For data management, governance is the difference between having data and being able to use it. The technical controls of the previous three chapters β€” validated systems, audit trails, access limits β€” are necessary but inert without the human layer that decides the rules and the definitions. Three roles assign accountability; six quality dimensions make "good" measurable; metadata makes numbers interpretable; and master data makes "the same thing" actually the same across every system. Skip the governance and you get the worst outcome in the field: a fast, well-validated pipeline that efficiently moves untrustworthy and unconnectable data. Every later ambition β€” analytics, a digital twin, regulatory submission by data rather than by document β€” rests on this foundation.

In the real world​

Regulators have made governance a front-line expectation, not a nicety. The FDA's data-integrity guidance ties cGMP compliance to data being complete, consistent, and accurate, with reviewed audit trails [6]; the MHRA requires a documented data governance system sized to data criticality and risk [7]; and the WHO places ultimate responsibility on senior management [8]. On the standards side, ISO 8000 gives master-data work an internationally agreed footing [9], and FAIR has become the shared vocabulary for governing scientific data toward reuse [4]. A common failure shows what happens when that governance is missing: a lab introduces a new raw-material variant but the MES is never updated, so the steward quietly reconciles two spreadsheets by hand. The owner has no clear authority to mandate the MES change, and months pass before anyone notices that a batch record can no longer trace back to the true lot number. The fix is not more software; it is clearer accountability.

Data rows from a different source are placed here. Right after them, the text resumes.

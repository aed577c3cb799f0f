//! Loading document trees from disk and resolving references across packages.

mod common;

use common::{APP, GEO_COLORS, GEO_SHAPES, SourceTree, geo_and_app};
use wit_canon::loader::{LoadError, load_dirs};
use wit_canon::marshal::Direction;
use wit_canon::model::Type;
use wit_canon::{CoreType, Error, ResolveError};

#[test]
fn test_point_resolves_through_qualified_name() {
    let (_tree, project) = geo_and_app();
    let point = project.find_type("ns:geo/shapes.point@1.0.0").unwrap();
    let abi = project.abi();
    assert_eq!(abi.flatten(point).unwrap(), vec![CoreType::I32, CoreType::I32]);
    assert_eq!(abi.memory_size(point).unwrap(), 8);
    assert_eq!(abi.memory_align(point).unwrap(), 4);
}

#[test]
fn test_used_point_is_the_definition_in_shapes() {
    let (_tree, project) = geo_and_app();
    let direct = project.find_type("ns:geo/shapes.point@1.0.0").unwrap();
    let used = project.find_type("ns:app/canvas.point").unwrap();
    assert_eq!(used, direct);

    // The same definition is reached from inside `shapes` and through a
    // local reference in the importing interface.
    let resolver = project.resolver();
    let stroke = project.find_type("ns:app/canvas.stroke").unwrap();
    let Some(Type::List(element)) = project.types().get(stroke) else {
        panic!("stroke should be a list");
    };
    assert_eq!(resolver.resolve(*element).unwrap(), direct);

    let shape = project.find_type("ns:geo/shapes.shape@1.0.0").unwrap();
    let Some(Type::Variant(variant)) = project.types().get(shape) else {
        panic!("shape should be a variant");
    };
    let polygon = variant.cases.iter().find(|c| c.name == "polygon").unwrap();
    let Some(Type::List(element)) = project.types().get(polygon.ty.unwrap()) else {
        panic!("polygon should carry a list");
    };
    assert_eq!(resolver.resolve(*element).unwrap(), direct);
}

#[test]
fn test_unversioned_reference_selects_loaded_version() {
    let (_tree, project) = geo_and_app();
    let versioned = project.find_type("ns:geo/shapes.point@1.0.0").unwrap();
    let unversioned = project.find_type("ns:geo/shapes.point").unwrap();
    assert_eq!(versioned, unversioned);
}

#[test]
fn test_files_of_one_directory_merge_into_one_package() {
    let (_tree, project) = geo_and_app();
    assert_eq!(project.packages().len(), 2);
    assert!(project.find_type("ns:geo/colors.color@1.0.0").is_ok());
    assert!(project.find_type("ns:geo/shapes.shape@1.0.0").is_ok());
}

#[test]
fn test_use_alias_chain_reaches_enum() {
    let (_tree, project) = geo_and_app();
    let paint = project.find_type("ns:app/canvas.paint").unwrap();
    match project.types().get(paint) {
        Some(Type::Enum(color)) => {
            assert_eq!(color.name.name, "color");
            assert_eq!(color.cases, vec!["red", "green", "blue"]);
        }
        other => panic!("expected enum, got {other:?}"),
    }
}

#[test]
fn test_multiple_packages_in_one_directory_fails_load() {
    let tree = SourceTree::new();
    tree.write("wit/a.json", GEO_SHAPES);
    tree.write("wit/b.json", APP);
    let err = load_dirs([tree.path("wit")], "json").unwrap_err();
    match &err {
        LoadError::MultiplePackages {
            first,
            second,
            directory,
        } => {
            assert_eq!(first, "ns:geo@1.0.0");
            assert_eq!(second, "ns:app");
            assert!(directory.ends_with("wit"));
        }
        other => panic!("expected MultiplePackages, got {other:?}"),
    }
    assert!(err.to_string().starts_with(
        "Only a single package is allowed per directory. Found multiple packages: ns:geo@1.0.0 and ns:app in directory '"
    ));
}

#[test]
fn test_other_extensions_are_ignored() {
    let tree = SourceTree::new();
    tree.write("geo/shapes.json", GEO_SHAPES);
    tree.write("geo/notes.txt", "not a document");
    tree.write("geo/nested/colors.json", GEO_COLORS);
    let project = load_dirs([tree.path("geo")], "json").unwrap();
    assert!(project.find_type("ns:geo/shapes.point@1.0.0").is_ok());
    // Subdirectories are separate groups and are not read.
    assert!(project.find_type("ns:geo/colors.color@1.0.0").is_err());
}

#[test]
fn test_malformed_document_names_the_file() {
    let tree = SourceTree::new();
    let path = tree.write("wit/broken.json", "{ \"package\": ");
    let err = load_dirs([tree.path("wit")], "json").unwrap_err();
    assert!(matches!(err, LoadError::Json { .. }));
    assert!(err.to_string().contains(&path.display().to_string()));
}

#[test]
fn test_missing_dependency_names_symbol_and_origin() {
    let tree = SourceTree::new();
    tree.write("app/app.json", APP);
    let project = load_dirs([tree.path("app")], "json").unwrap();

    // `point` is a `use` of an interface in a package that was never loaded.
    let err = project.find_type("ns:app/canvas.point").unwrap_err();
    assert!(err.is_resolve());
    let message = err.to_string();
    assert!(message.contains("shapes"), "{message}");
    assert!(message.contains("ns:geo@1.0.0"), "{message}");
}

#[test]
fn test_unknown_type_attempts_are_recorded() {
    let (_tree, project) = geo_and_app();
    let err = project.find_type("ns:geo/shapes.triangle@1.0.0").unwrap_err();
    match err {
        Error::Resolve(ResolveError::UnresolvedType { name, attempts, .. }) => {
            assert_eq!(name, "triangle");
            assert!(!attempts.is_empty());
        }
        other => panic!("expected unresolved type, got {other:?}"),
    }
}

#[test]
fn test_world_functions_with_resources() {
    let (_tree, project) = geo_and_app();
    let functions = project.world_functions("ns:app/painter").unwrap();
    let names: Vec<&str> = functions.iter().map(|f| f.name.as_str()).collect();
    assert_eq!(
        names,
        vec![
            "blank",
            "describe",
            "[constructor]surface",
            "[method]surface.draw",
            "[method]surface.title",
            "[resource-drop]surface",
            "log",
            "run",
        ]
    );
    let canvas = functions.first().unwrap();
    assert_eq!(canvas.module.as_deref(), Some("ns:app/canvas"));
    let run = functions.last().unwrap();
    assert_eq!(run.direction, Direction::Export);
    assert_eq!(run.module, None);

    // draw(self, path: list<point>, with: paint) -> i32, i32, i32, i32
    let draw = functions
        .iter()
        .find(|f| f.name == "[method]surface.draw")
        .unwrap();
    let sig = project.abi().function_abi(draw.func).unwrap();
    assert_eq!(sig.flat_params, vec![CoreType::I32; 4]);
    assert!(!sig.spill_params);
    assert!(!sig.params_transfer_handles);

    let blank = functions.first().unwrap();
    let sig = project.abi().function_abi(blank.func).unwrap();
    assert!(sig.results_transfer_handles);
    assert_eq!(sig.core_results, vec![CoreType::I32]);
}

This is precisely the terrain of the U.S. NIIMBL institute and its Big Data Program / real-time lab-data and interoperability efforts: before instruments and partner organizations can share data in real time, they must agree on owners, definitions, and master records β€” governance first, connection second. The hardest part of "connecting the data" turns out to be the human agreement that has to happen before a single byte moves.

Key terms​

  • Data governance β€” the system of decision rights and accountabilities over data: who may do what, with which data, under what rules.
  • Data owner β€” the businessperson accountable for a data domain and its rules.
  • Data steward β€” the subject-matter expert responsible for defining meaning and fixing quality day to day.
  • Data custodian β€” the technical caretaker (usually IT) who runs storage, backups, and access.
  • Data quality dimension β€” a distinct, checkable property of data, such as accuracy or completeness.
  • Data integrity β€” data that is complete, consistent, and accurate across its lifecycle.
  • Data criticality β€” how much a data error would endanger the patient or product; used to focus quality effort.
  • Metadata β€” data about data; the context that makes a raw value interpretable and trustworthy.
  • FAIR β€” Findable, Accessible, Interoperable, Reusable; principles centered on rich machine-actionable metadata.
  • Master data β€” the persistent reference data describing core entities: materials, equipment, products, methods.
  • Master Data Management (MDM) β€” maintaining a single governed definition of each entity and propagating it everywhere.
  • ISO 8000 β€” the international standard for data quality and master data, including cross-organizational exchange.

Where this leads​

We have now governed our data: it has owners, measurable quality, rich metadata, and master records that agree on what each thing is. You might expect that to be the end of the connection problem β€” but it is only the beginning. Even when two systems exchange data with flawless syntactic interoperability (the bytes parse, the fields line up), the numbers still may not connect, because the same real-world thing is described differently in different places β€” different units, different identifiers, different timestamps, different vocabularies. The next chapter, Why Numbers Don't Connect: The Semantic Interoperability Problem, names this heterogeneity head-on and shows why it is what ultimately drives the field toward ontologies and FAIR.